DATA RECORDS:
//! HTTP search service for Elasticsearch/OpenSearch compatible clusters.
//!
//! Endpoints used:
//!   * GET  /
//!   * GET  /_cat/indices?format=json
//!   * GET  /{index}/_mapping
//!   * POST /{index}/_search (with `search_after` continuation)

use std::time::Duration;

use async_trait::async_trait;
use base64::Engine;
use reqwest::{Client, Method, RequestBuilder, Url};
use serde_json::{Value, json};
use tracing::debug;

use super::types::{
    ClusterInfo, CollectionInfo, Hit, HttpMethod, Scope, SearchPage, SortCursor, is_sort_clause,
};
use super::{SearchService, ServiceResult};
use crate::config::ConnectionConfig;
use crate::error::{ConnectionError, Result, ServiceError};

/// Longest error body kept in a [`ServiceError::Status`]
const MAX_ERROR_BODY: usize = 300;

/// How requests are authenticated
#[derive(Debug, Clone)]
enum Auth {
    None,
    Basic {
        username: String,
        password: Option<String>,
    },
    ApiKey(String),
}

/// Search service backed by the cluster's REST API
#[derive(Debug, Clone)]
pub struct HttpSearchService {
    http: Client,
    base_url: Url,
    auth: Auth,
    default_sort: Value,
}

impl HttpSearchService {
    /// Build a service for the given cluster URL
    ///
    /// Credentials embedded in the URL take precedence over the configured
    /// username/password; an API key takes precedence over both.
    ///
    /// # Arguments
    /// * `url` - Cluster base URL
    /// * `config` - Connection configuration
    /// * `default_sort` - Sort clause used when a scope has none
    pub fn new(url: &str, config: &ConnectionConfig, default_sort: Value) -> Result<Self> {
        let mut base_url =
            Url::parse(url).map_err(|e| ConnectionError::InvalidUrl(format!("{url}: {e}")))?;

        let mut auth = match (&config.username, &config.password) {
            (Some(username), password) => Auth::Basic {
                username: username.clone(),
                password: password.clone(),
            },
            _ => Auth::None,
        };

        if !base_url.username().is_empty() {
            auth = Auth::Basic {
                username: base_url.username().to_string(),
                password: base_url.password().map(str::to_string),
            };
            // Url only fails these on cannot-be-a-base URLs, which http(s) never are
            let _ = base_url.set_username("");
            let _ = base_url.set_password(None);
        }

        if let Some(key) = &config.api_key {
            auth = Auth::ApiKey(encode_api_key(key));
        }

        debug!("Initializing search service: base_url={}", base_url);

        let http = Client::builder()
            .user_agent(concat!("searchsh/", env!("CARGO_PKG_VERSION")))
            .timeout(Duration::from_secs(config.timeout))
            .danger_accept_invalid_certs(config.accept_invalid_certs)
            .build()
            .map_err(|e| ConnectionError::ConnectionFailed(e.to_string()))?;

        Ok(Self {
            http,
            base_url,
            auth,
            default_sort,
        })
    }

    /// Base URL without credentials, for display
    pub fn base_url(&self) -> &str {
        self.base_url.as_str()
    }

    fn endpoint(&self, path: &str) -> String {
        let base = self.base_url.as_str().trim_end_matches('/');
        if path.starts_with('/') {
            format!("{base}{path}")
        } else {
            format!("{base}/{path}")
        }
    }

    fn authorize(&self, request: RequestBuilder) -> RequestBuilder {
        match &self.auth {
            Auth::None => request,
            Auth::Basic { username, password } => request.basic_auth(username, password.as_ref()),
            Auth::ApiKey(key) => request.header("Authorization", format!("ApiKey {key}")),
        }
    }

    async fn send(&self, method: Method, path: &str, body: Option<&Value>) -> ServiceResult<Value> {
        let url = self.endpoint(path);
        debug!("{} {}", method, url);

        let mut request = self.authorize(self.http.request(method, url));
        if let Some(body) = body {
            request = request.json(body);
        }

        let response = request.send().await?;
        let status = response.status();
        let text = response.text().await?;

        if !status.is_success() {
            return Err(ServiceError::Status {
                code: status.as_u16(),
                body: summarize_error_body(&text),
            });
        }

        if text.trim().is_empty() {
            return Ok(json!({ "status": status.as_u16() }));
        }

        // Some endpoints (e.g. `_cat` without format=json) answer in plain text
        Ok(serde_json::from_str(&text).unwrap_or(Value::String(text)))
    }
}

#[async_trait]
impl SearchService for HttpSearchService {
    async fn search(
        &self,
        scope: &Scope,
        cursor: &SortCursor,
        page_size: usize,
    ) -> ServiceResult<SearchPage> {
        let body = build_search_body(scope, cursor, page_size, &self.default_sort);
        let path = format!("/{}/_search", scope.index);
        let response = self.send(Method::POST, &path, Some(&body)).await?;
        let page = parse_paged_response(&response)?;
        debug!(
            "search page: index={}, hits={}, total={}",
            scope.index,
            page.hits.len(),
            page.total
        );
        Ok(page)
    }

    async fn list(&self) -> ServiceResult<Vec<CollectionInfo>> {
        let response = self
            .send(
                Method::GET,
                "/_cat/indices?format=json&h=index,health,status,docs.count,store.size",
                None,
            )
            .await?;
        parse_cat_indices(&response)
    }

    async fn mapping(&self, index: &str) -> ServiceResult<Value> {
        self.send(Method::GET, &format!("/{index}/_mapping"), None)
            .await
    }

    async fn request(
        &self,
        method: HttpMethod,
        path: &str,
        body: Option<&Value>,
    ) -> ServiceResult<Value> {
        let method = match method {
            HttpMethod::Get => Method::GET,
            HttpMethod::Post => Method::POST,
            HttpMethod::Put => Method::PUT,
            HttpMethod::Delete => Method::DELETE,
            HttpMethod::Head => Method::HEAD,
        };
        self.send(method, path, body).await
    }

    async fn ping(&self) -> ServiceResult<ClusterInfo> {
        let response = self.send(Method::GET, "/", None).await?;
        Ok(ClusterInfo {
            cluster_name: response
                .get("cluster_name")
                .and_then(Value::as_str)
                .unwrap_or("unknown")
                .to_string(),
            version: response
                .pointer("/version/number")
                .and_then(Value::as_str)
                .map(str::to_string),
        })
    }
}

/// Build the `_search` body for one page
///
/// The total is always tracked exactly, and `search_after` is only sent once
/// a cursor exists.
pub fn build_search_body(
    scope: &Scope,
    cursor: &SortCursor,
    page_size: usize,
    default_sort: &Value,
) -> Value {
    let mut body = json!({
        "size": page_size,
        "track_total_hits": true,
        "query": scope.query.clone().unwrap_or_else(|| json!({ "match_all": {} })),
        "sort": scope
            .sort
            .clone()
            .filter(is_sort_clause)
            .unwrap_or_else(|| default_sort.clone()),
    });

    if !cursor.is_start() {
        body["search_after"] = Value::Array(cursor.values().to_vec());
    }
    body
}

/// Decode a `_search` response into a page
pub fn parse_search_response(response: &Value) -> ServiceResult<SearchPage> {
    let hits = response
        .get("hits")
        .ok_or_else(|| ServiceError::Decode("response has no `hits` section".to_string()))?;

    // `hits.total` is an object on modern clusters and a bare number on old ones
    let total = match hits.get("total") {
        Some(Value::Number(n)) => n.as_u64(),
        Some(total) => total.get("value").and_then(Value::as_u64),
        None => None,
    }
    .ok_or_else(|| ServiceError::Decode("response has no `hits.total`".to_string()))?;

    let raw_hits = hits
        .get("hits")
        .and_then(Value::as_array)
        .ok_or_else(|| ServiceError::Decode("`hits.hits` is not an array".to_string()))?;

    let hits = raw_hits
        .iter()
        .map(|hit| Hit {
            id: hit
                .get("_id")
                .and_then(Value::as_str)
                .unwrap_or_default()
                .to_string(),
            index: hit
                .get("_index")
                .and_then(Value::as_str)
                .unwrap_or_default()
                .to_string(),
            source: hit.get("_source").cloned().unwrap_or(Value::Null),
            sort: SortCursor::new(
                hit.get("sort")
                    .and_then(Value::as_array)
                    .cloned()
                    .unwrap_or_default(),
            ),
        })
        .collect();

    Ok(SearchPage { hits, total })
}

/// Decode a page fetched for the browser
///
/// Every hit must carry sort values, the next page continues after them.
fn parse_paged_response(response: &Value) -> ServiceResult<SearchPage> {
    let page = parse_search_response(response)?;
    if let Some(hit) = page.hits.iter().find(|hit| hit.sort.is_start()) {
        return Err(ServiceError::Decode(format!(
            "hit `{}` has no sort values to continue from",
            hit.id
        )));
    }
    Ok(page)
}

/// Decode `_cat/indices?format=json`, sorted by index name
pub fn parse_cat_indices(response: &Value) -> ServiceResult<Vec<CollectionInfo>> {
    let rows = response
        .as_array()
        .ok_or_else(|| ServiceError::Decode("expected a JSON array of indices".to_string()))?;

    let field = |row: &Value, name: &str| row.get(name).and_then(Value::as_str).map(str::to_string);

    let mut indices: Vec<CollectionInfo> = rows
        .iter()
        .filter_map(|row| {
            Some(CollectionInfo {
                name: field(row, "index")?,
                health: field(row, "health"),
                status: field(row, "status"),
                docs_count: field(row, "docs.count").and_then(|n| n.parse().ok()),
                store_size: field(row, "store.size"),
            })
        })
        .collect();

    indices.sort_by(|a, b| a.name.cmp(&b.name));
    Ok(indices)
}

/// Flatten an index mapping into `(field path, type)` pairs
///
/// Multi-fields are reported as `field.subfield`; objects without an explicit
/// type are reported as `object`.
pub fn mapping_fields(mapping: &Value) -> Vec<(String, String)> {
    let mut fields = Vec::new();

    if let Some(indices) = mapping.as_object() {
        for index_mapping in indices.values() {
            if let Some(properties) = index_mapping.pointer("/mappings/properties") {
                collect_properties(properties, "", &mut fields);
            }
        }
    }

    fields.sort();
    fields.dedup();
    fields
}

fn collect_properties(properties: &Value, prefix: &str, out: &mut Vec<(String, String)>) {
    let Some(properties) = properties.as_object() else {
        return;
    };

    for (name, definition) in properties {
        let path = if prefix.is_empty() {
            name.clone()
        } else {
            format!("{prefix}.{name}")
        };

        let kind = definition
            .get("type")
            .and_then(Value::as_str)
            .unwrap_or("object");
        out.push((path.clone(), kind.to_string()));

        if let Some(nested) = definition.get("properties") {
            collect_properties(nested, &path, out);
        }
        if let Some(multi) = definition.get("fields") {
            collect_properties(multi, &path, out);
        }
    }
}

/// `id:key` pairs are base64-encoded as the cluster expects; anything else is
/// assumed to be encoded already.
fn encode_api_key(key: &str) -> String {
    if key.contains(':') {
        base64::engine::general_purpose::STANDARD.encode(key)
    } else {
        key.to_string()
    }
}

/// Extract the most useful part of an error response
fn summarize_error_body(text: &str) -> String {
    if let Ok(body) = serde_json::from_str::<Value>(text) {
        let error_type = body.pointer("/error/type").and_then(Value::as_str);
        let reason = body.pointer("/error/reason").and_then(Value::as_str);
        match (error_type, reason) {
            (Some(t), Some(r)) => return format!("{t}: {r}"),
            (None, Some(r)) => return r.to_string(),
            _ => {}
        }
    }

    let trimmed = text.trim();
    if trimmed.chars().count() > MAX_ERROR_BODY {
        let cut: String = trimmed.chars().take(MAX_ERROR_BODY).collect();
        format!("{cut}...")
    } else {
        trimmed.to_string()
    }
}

==

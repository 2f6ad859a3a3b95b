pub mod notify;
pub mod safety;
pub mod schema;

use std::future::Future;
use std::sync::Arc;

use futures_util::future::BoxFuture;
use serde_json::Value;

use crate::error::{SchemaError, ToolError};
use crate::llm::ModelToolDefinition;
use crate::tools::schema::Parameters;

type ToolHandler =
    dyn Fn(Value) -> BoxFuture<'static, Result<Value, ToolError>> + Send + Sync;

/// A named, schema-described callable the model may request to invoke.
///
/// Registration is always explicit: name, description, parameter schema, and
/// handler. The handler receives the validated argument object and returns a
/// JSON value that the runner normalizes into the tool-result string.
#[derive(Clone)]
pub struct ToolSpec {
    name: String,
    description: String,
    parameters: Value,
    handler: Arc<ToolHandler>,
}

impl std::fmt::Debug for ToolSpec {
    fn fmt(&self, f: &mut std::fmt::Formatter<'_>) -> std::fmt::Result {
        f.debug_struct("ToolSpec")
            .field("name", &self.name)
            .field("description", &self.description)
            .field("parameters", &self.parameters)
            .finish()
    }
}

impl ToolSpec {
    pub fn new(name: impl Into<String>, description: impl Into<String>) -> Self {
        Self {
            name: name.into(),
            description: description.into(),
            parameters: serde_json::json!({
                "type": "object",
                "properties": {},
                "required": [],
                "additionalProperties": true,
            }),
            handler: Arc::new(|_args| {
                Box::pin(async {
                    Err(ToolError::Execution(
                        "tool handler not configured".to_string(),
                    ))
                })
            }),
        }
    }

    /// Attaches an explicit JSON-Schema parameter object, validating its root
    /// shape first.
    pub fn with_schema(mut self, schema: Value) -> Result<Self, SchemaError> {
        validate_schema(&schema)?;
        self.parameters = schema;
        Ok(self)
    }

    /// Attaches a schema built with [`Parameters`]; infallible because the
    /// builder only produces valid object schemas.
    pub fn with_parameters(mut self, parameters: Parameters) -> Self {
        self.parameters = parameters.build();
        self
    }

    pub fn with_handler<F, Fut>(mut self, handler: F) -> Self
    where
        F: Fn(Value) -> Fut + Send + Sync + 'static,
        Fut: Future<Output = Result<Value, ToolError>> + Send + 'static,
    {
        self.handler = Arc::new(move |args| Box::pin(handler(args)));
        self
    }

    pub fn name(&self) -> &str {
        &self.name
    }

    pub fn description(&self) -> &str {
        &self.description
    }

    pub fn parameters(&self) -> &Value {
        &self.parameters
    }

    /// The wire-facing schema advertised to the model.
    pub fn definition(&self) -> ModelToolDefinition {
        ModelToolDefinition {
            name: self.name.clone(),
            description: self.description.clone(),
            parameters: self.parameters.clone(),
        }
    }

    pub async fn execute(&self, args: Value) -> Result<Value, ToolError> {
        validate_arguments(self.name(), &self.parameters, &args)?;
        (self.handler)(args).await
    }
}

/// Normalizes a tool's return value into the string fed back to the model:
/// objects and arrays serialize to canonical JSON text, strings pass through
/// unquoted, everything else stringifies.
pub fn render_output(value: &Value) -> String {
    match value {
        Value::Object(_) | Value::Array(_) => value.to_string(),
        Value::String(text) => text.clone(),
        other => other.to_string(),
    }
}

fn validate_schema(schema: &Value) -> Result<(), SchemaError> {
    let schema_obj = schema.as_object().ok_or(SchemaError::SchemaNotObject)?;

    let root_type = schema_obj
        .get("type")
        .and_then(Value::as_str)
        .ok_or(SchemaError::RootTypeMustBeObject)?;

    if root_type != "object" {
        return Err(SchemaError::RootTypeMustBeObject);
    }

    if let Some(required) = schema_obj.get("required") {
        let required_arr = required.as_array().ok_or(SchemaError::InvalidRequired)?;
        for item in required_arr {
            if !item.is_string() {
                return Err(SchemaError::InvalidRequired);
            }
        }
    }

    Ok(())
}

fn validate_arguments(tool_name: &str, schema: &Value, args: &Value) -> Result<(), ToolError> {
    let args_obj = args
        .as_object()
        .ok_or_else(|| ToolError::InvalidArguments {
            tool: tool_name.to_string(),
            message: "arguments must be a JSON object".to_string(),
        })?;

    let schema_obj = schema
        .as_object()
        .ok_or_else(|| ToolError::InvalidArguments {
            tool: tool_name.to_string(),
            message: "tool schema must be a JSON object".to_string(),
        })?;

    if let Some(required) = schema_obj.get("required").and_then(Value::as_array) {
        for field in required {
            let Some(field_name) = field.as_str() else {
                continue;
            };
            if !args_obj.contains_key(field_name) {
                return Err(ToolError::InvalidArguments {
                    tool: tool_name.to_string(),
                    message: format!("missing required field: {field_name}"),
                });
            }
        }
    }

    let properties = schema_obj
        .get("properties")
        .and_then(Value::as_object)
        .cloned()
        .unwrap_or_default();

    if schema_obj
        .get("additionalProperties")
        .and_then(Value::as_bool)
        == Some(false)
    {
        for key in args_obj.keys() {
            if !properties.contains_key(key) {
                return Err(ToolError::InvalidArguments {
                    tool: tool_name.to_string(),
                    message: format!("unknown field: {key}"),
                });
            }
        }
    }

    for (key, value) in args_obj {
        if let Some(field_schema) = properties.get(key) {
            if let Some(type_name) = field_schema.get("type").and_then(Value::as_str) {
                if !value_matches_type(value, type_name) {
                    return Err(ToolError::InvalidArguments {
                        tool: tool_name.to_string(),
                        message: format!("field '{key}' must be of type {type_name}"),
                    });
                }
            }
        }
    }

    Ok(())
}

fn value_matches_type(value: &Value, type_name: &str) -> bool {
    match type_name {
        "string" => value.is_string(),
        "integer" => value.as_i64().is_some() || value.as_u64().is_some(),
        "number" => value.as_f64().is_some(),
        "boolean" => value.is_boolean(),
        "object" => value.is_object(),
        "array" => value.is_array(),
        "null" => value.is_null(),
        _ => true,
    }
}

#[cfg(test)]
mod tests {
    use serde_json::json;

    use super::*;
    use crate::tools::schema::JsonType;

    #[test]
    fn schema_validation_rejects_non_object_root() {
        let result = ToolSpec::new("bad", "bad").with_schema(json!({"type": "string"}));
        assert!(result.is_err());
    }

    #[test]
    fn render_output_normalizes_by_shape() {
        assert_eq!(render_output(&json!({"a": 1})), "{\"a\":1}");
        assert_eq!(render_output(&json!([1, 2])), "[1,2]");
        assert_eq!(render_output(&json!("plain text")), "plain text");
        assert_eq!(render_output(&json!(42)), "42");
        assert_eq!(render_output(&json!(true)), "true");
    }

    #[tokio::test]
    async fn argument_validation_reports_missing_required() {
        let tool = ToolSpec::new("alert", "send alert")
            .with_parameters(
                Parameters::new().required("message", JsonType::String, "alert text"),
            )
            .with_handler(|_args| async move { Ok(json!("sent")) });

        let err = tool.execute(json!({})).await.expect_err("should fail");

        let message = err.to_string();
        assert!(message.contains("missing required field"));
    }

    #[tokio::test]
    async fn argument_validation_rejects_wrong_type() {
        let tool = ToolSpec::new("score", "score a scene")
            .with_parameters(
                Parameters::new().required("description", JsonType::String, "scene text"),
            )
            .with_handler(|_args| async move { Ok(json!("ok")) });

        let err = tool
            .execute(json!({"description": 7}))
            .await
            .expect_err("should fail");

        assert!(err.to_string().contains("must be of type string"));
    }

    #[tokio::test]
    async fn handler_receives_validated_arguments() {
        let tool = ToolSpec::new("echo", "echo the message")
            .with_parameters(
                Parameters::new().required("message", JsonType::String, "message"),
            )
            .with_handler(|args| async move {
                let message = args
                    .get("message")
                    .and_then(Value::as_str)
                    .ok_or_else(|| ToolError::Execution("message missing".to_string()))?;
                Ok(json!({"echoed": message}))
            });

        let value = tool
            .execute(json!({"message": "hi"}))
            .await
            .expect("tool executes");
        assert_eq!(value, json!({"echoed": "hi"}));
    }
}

* * *

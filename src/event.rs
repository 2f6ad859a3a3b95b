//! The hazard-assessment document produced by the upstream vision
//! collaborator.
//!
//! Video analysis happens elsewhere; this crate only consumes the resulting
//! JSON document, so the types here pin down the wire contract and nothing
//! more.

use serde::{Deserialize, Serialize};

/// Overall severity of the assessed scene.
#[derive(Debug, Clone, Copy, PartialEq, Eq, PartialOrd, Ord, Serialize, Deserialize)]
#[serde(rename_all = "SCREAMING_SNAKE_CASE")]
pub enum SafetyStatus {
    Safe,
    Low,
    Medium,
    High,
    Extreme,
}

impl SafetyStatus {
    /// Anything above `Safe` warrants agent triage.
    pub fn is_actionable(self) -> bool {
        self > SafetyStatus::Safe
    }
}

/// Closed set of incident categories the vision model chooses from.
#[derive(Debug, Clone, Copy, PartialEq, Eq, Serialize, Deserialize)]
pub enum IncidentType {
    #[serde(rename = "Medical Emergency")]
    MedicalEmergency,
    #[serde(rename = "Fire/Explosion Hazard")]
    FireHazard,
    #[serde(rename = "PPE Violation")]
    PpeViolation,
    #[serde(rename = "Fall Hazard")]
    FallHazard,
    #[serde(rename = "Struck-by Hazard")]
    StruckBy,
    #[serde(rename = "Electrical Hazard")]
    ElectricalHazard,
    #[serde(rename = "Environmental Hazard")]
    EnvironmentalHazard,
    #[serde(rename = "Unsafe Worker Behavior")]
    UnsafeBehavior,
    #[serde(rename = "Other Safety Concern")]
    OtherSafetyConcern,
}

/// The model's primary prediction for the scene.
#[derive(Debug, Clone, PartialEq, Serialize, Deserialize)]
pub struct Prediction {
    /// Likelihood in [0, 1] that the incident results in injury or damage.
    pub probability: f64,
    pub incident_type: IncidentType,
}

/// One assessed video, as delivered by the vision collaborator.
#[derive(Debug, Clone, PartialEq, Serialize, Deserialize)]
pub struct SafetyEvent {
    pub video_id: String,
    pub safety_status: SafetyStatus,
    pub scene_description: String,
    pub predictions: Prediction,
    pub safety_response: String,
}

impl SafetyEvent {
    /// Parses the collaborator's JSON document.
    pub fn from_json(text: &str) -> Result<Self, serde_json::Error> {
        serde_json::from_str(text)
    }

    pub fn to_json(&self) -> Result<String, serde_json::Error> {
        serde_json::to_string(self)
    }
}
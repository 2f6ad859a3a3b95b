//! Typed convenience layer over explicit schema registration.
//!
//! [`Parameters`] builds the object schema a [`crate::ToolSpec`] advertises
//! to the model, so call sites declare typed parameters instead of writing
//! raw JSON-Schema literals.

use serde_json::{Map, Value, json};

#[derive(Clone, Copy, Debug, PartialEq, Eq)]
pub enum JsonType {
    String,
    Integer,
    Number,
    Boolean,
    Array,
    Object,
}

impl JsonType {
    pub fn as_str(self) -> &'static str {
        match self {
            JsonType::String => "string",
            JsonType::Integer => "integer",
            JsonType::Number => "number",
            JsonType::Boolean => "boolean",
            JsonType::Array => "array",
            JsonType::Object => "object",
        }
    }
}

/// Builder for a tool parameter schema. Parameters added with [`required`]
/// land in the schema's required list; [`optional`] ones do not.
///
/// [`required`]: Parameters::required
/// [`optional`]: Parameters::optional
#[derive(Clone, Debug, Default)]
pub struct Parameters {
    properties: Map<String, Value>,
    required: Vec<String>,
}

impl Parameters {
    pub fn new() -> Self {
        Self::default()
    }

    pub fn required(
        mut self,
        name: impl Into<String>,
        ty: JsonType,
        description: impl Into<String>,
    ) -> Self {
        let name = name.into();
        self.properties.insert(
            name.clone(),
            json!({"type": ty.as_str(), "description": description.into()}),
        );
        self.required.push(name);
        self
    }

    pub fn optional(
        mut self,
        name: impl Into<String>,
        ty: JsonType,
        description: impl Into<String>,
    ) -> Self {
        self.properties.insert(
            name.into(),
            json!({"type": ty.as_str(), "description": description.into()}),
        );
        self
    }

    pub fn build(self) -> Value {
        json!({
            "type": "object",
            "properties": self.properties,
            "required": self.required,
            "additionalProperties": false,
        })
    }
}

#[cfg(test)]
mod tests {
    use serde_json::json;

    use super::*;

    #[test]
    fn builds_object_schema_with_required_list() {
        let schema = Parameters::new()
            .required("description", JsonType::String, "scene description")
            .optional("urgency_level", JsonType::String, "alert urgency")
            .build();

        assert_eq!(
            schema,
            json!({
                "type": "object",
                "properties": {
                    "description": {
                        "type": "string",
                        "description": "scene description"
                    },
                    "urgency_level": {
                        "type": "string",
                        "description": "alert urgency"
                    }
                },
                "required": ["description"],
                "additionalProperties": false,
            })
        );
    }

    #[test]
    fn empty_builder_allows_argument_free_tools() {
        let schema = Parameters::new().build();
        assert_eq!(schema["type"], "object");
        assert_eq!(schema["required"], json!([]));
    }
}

EXERCISE OBJECTIVE: For each line above that holds the string "vision", provide a copy of that line.

REPLY:
//! The hazard-assessment document produced by the upstream vision
/// Closed set of incident categories the vision model chooses from.
/// One assessed video, as delivered by the vision collaborator.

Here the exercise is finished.